Paris: First postulated more than 230 years ago, black holes have been extensively researched, frequently depicted, even featured in sci-fi films.

We’ve all seen the artists’ impressions and read of their ravenous star-gobbling feasts.

But here’s the thing ... science is still not 100 per cent sure what they look like, how they behave or even that they exist.



This photo shows deep in the heart of the Abell 2597 Brightest Cluster Galaxy, a small cluster of giant gas clouds raining in on what is believed to be the central black hole. - AFP


Telescopes have never seen a black hole, and the world’s brightest minds are unable to reconcile their core characteristics with some of the bedrock laws of nature.

Seeking answers, scientists have trained a massive telescope, named Gravity, in Chile on a point some 24,000 light years away where a supermassive black hole is thought to lurk at the centre of our Milky Way galaxy.

The enormous eye will look for minuscule but telltale deviations in the movement of gas and stars swirling around the monster hole.

“The goal of Gravity is to finally prove the existence of a black hole at the centre of our galaxy,” project member Guy Perrin, an astronomer from the Paris Observatory, told AFP.

But finding something unexpected would in some ways be an even bigger breakthrough as it may offer clues to our imperfect understanding of physics.

Gravity’s theorised target, Sagittarius A, is four million times more massive than our Sun, packed into an area smaller than the Solar System.

To observe it up close, astronomers have combined the power of Europe’s four largest telescopes, based in the Atacama Desert, to create the most powerful instrument of its kind ever built.

The images will be “about 10-20 times sharper than what we had before,” said project leader Frank Eisenhauer of the Max Planck Institute for Extraterrestrial Physics.

With a combined diameter of about 130 metres, the device will allow astronomers to observe more detail, closer to the black hole, than ever before.

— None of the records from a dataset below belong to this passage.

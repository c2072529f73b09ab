// SPDX-License-Identifier: (MIT OR Apache-2.0)
//! Statement AST nodes.

use crate::expr::Expr;
use crate::Span;

/// A statement in the AST.
#[derive(Debug, Clone, PartialEq)]
pub struct Stmt {
    pub kind: StmtKind,
    pub span: Span,
}

/// The kind of statement.
#[derive(Debug, Clone, PartialEq)]
pub enum StmtKind {
    /// Expression statement. At the top level of an example its value is
    /// displayed, the way an interactive prompt echoes it.
    Expr(Expr),
    /// `let name = init`
    Let { name: String, init: Expr },
    /// `target = value` where target is a name or an index expression
    Assign { target: Expr, value: Expr },
    /// `fn name(params) { body }`
    Fn(FnDecl),
    If {
        cond: Expr,
        then_branch: Vec<Stmt>,
        else_branch: Option<Vec<Stmt>>,
    },
    While { cond: Expr, body: Vec<Stmt> },
    For { binding: String, iter: Expr, body: Vec<Stmt> },
    Loop { body: Vec<Stmt> },
    Break,
    Continue,
    Return(Option<Expr>),
    /// `raise expr`, raising a user error that carries `str(expr)`.
    Raise(Expr),
}

/// A function declaration.
#[derive(Debug, Clone, PartialEq)]
pub struct FnDecl {
    pub name: String,
    pub params: Vec<String>,
    pub body: Vec<Stmt>,
}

“We will check whether our physical understanding is correct to conclude it is a black hole,” Eisenhauer told AFP by telephone from Atacama, where the telescope is being put through its paces before starting full-scale observations, probably next year.

“If you see the motion of matter so close to a black hole, it would be very difficult to find any other explanation.”

Black holes are regions in space-time where mass is collapsed into such a small area that gravity takes over completely, and nothing can escape its pull.

Eighteenth century amateur clergyman and scientist John Michell is credited with conceptualising black holes in 1783.

They were also predicted in Albert Einstein’s theory of general relativity, published in 1915.

There are two types: “stellar mass” black holes that form when a monster star implodes, and the “supermassive” variety which lie at the centre of large galaxies.

Ubiquitous as they are believed to be — millions in the Milky Way galaxy alone — black holes are invisible because they absorb light, along with everything else.

Their existence is inferred from the behaviour of objects nearby, including stars swirling around them as planets orbit our Sun.

Some scientists, including physicist Stephen Hawking, have suggested black holes — if they exist at all — may not fit the general relativity mould.

In February, evidence for stellar mass black holes emerged when scientists observed a gravitational wave — a ripple theorised to move through space-time when two of these beasts collide.

Each black hole, in Einstein’s world, should have an “event horizon,” a point of no return beyond which gravity takes over.

But a major problem in science today is that general relativity does not gel with quantum mechanics, the other pillar of modern physics.

Quantum physics perfectly describes phenomena on the minuscule, subatomic level, but gravity does not seem to work on that scale.

When it comes to black holes, general relativity predicts that nothing can escape them. Quantum theory, however, posits that no information from the Universe can ever just disappear.

By zooming in so close on the event horizon, “we will be able to test a number of theories in an environment with an extreme gravitational field,” said Karine Perraut of the Grenoble Observatory in southeast France.

It will be the toughest test yet for general relativity, which has withstood all other science challenges.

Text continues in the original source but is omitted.